In-universe information
- Occupation: Standup comedian; singer;
- Genres: Anti-comedy; popular music;
- Website: americasfunnyman.com

= Neil Hamburger =

Standup comedian character

Neil Hamburger is a standup comedian and singer character created and portrayed by American entertainer Gregg Turkington. Distinguished for his misanthropic jokes and anti-comedy style, Turkington has released a number of albums as Hamburger and has appeared as the character in various films, television shows, and other media. In 2015, the act inspired the feature-length film Entertainment, which stars Turkington as a "variant" of the character.

Turkington developed the sad-sack comedian character in the 1990s and originally envisioned the concept as a "weird recording project."

Hamburger originated from a prank call titled "A Nationally Known Comedian" that appeared on the album Great Phone Calls Featuring Neil Hamburger (1992).

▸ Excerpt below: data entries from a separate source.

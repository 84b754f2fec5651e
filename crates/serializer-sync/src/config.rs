use std::path::{Path, PathBuf};
use std::sync::Arc;
use std::time::Duration;

use serde::Deserialize;
use serializer_adapters::{adapter_for_source, AdapterError, AdapterKind, SourceAdapter};
use serializer_core::SOURCE_HACKERNEWS;
use serializer_storage::HttpFetcher;
use thiserror::Error;

use crate::stale::StalenessWindow;

#[derive(Debug, Error)]
pub enum ConfigError {
    #[error("invalid duration for {key}: {value:?} ({reason})")]
    InvalidDuration {
        key: &'static str,
        value: String,
        reason: String,
    },
    #[error("invalid value for {key}: {value:?}")]
    InvalidValue { key: &'static str, value: String },
    #[error("{0} is mandatory but was not set")]
    Missing(&'static str),
    #[error("reading {}: {source}", path.display())]
    Io {
        path: PathBuf,
        #[source]
        source: std::io::Error,
    },
    #[error("parsing {}: {source}", path.display())]
    Registry {
        path: PathBuf,
        #[source]
        source: serde_yaml::Error,
    },
    #[error("source {name}: {source}")]
    Adapter {
        name: String,
        #[source]
        source: AdapterError,
    },
    #[error("duplicate source name {0}")]
    DuplicateSource(String),
}

#[derive(Debug, Clone)]
pub struct SyncConfig {
    pub database_url: Option<String>,
    /// Zero disables the timer-driven scrape.
    pub scrape_interval: Duration,
    /// Zero leaves runs unbounded.
    pub scrape_timeout: Duration,
    pub staleness: StalenessWindow,
    pub sources_file: Option<PathBuf>,
    pub user_agent: String,
    pub http_timeout_secs: u64,
}

impl Default for SyncConfig {
    fn default() -> Self {
        Self {
            database_url: None,
            scrape_interval: Duration::from_secs(60),
            scrape_timeout: Duration::from_secs(60),
            staleness: StalenessWindow::default(),
            sources_file: None,
            user_agent: "serializer-bot/0.1".to_string(),
            http_timeout_secs: 5,
        }
    }
}

impl SyncConfig {
    pub fn from_env() -> Result<Self, ConfigError> {
        Self::from_lookup(|key| std::env::var(key).ok().filter(|v| !v.trim().is_empty()))
    }

    pub fn from_lookup(lookup: impl Fn(&str) -> Option<String>) -> Result<Self, ConfigError> {
        let defaults = Self::default();
        let duration = |key: &'static str, default: Duration| -> Result<Duration, ConfigError> {
            match lookup(key) {
                Some(value) => parse_duration(&value).map_err(|reason| {
                    ConfigError::InvalidDuration { key, value, reason }
                }),
                None => Ok(default),
            }
        };

        let http_timeout_secs = match lookup("SERIALIZER_HTTP_TIMEOUT_SECS") {
            Some(value) => value.trim().parse().map_err(|_| ConfigError::InvalidValue {
                key: "SERIALIZER_HTTP_TIMEOUT_SECS",
                value,
            })?,
            None => defaults.http_timeout_secs,
        };

        Ok(Self {
            database_url: lookup("DATABASE_URL"),
            scrape_interval: duration("SCRAPE_INTERVAL", defaults.scrape_interval)?,
            scrape_timeout: duration("SCRAPE_TIMEOUT", defaults.scrape_timeout)?,
            staleness: StalenessWindow {
                refresh_after: duration("STALE_REFRESH_AFTER", defaults.staleness.refresh_after)?,
                lookback: duration("STALE_LOOKBACK", defaults.staleness.lookback)?,
            },
            sources_file: lookup("SOURCES_FILE").map(PathBuf::from),
            user_agent: lookup("SERIALIZER_USER_AGENT").unwrap_or(defaults.user_agent),
            http_timeout_secs,
        })
    }

    pub fn require_database_url(&self) -> Result<&str, ConfigError> {
        self.database_url
            .as_deref()
            .ok_or(ConfigError::Missing("DATABASE_URL"))
    }
}

/// Parses Go-style durations: `0`, `90s`, `1m30s`, `1.5h`, `250ms`.
///
/// A leading `-` is accepted and yields zero, which callers treat as "off".
pub fn parse_duration(input: &str) -> Result<Duration, String> {
    let trimmed = input.trim();
    let (negative, rest) = match trimmed.strip_prefix('-') {
        Some(rest) => (true, rest),
        None => (false, trimmed.strip_prefix('+').unwrap_or(trimmed)),
    };
    if rest == "0" {
        return Ok(Duration::ZERO);
    }
    if rest.is_empty() {
        return Err("empty duration".to_string());
    }

    let mut total_nanos = 0u128;
    let mut chars = rest.chars().peekable();
    while chars.peek().is_some() {
        let mut number = String::new();
        while let Some(c) = chars.peek().copied().filter(|c| c.is_ascii_digit() || *c == '.') {
            number.push(c);
            chars.next();
        }
        let mut unit = String::new();
        while let Some(c) = chars.peek().copied().filter(|c| !c.is_ascii_digit() && *c != '.') {
            unit.push(c);
            chars.next();
        }
        let nanos_per_unit: u128 = match unit.as_str() {
            "ns" => 1,
            "us" | "µs" => 1_000,
            "ms" => 1_000_000,
            "s" => 1_000_000_000,
            "m" => 60 * 1_000_000_000,
            "h" => 3_600 * 1_000_000_000,
            "" => return Err("missing unit".to_string()),
            other => return Err(format!("unknown unit {other:?}")),
        };
        let nanos = if number.contains('.') {
            let value: f64 = number
                .parse()
                .map_err(|_| format!("bad number {number:?}"))?;
            (value * nanos_per_unit as f64).round() as u128
        } else {
            let value: u128 = number
                .parse()
                .map_err(|_| format!("missing number before {unit:?}"))?;
            value.saturating_mul(nanos_per_unit)
        };
        total_nanos = total_nanos.saturating_add(nanos);
    }

    if negative {
        return Ok(Duration::ZERO);
    }
    let secs = u64::try_from(total_nanos / 1_000_000_000).map_err(|_| "duration overflow".to_string())?;
    Ok(Duration::new(secs, (total_nanos % 1_000_000_000) as u32))
}

#[derive(Debug, Clone, Deserialize)]
pub struct SourceRegistry {
    pub sources: Vec<SourceConfig>,
}

#[derive(Debug, Clone, Deserialize)]
pub struct SourceConfig {
    pub name: String,
    pub kind: AdapterKind,
    #[serde(default = "default_enabled")]
    pub enabled: bool,
    #[serde(default)]
    pub path: Option<PathBuf>,
}

fn default_enabled() -> bool {
    true
}

impl Default for SourceRegistry {
    fn default() -> Self {
        Self {
            sources: vec![SourceConfig {
                name: SOURCE_HACKERNEWS.to_string(),
                kind: AdapterKind::Hackernews,
                enabled: true,
                path: None,
            }],
        }
    }
}

impl SourceRegistry {
    /// Reads a registry file; relative fixture paths resolve against its directory.
    pub async fn load(path: &Path) -> Result<Self, ConfigError> {
        let text = tokio::fs::read_to_string(path)
            .await
            .map_err(|source| ConfigError::Io {
                path: path.to_path_buf(),
                source,
            })?;
        let mut registry: SourceRegistry =
            serde_yaml::from_str(&text).map_err(|source| ConfigError::Registry {
                path: path.to_path_buf(),
                source,
            })?;
        let base = path.parent().unwrap_or_else(|| Path::new("."));
        for source in &mut registry.sources {
            if let Some(p) = source.path.as_mut() {
                if p.is_relative() {
                    *p = base.join(&*p);
                }
            }
        }
        Ok(registry)
    }

    /// Enabled adapters in registration (file) order.
    pub fn build_adapters(
        &self,
        http: Arc<HttpFetcher>,
    ) -> Result<Vec<Arc<dyn SourceAdapter>>, ConfigError> {
        let mut seen = Vec::new();
        let mut adapters: Vec<Arc<dyn SourceAdapter>> = Vec::new();
        for source in self.sources.iter().filter(|s| s.enabled) {
            if seen.contains(&source.name) {
                return Err(ConfigError::DuplicateSource(source.name.clone()));
            }
            seen.push(source.name.clone());
            let adapter =
                adapter_for_source(&source.name, source.kind, source.path.as_deref(), http.clone())
                    .map_err(|err| ConfigError::Adapter {
                        name: source.name.clone(),
                        source: err,
                    })?;
            adapters.push(Arc::from(adapter));
        }
        Ok(adapters)
    }
}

He followed the LP with three additional albums issued on Drag City Records before he began receiving offers to perform as the character for live shows.

He later branched out into singing and his albums Neil Hamburger Sings Country Winners (2009) and First of Dismay (2014) feature original songs and cover versions backed by "The Too Good For Neil Hamburger Band".

==Style==
Hamburger's standup act consists largely of intentionally stilted and abrasive question/answer jokes about celebrity targets. One profile described him as "a glum, middle-aged, tuxedo-clad man, with greasy comb-over hair, awkwardly sized glasses and a rasp magnified by a ghost lodging in his throat he perpetually pauses to clear—as if he's working up a world record-tying loogie." Another characterized him as a "blowhard, old-school comedian" who is "regularly berating his increasingly agitated audiences." He's been called a conceptual comedian whose main concept is to not be funny.

Vulture wrote of his stage presence:

Most distinctive are his vocal stylings. In between attempts to clear his throat that sound as if he's gargling with a gallon of phlegm, he delivers riddles in a querulous yowl, spacing out each word as if to abrade his audience's eardrums: "Why ... Why ... Why does Madonna feed her baby Alpo brand dog food? ... Because that's what comes out of her breasts." Actually, that's one of his more conventionally offensive jokes. Many of them don't even have recognizable punchlines. Hecklers, meanwhile, are met with protracted tongue-lashings...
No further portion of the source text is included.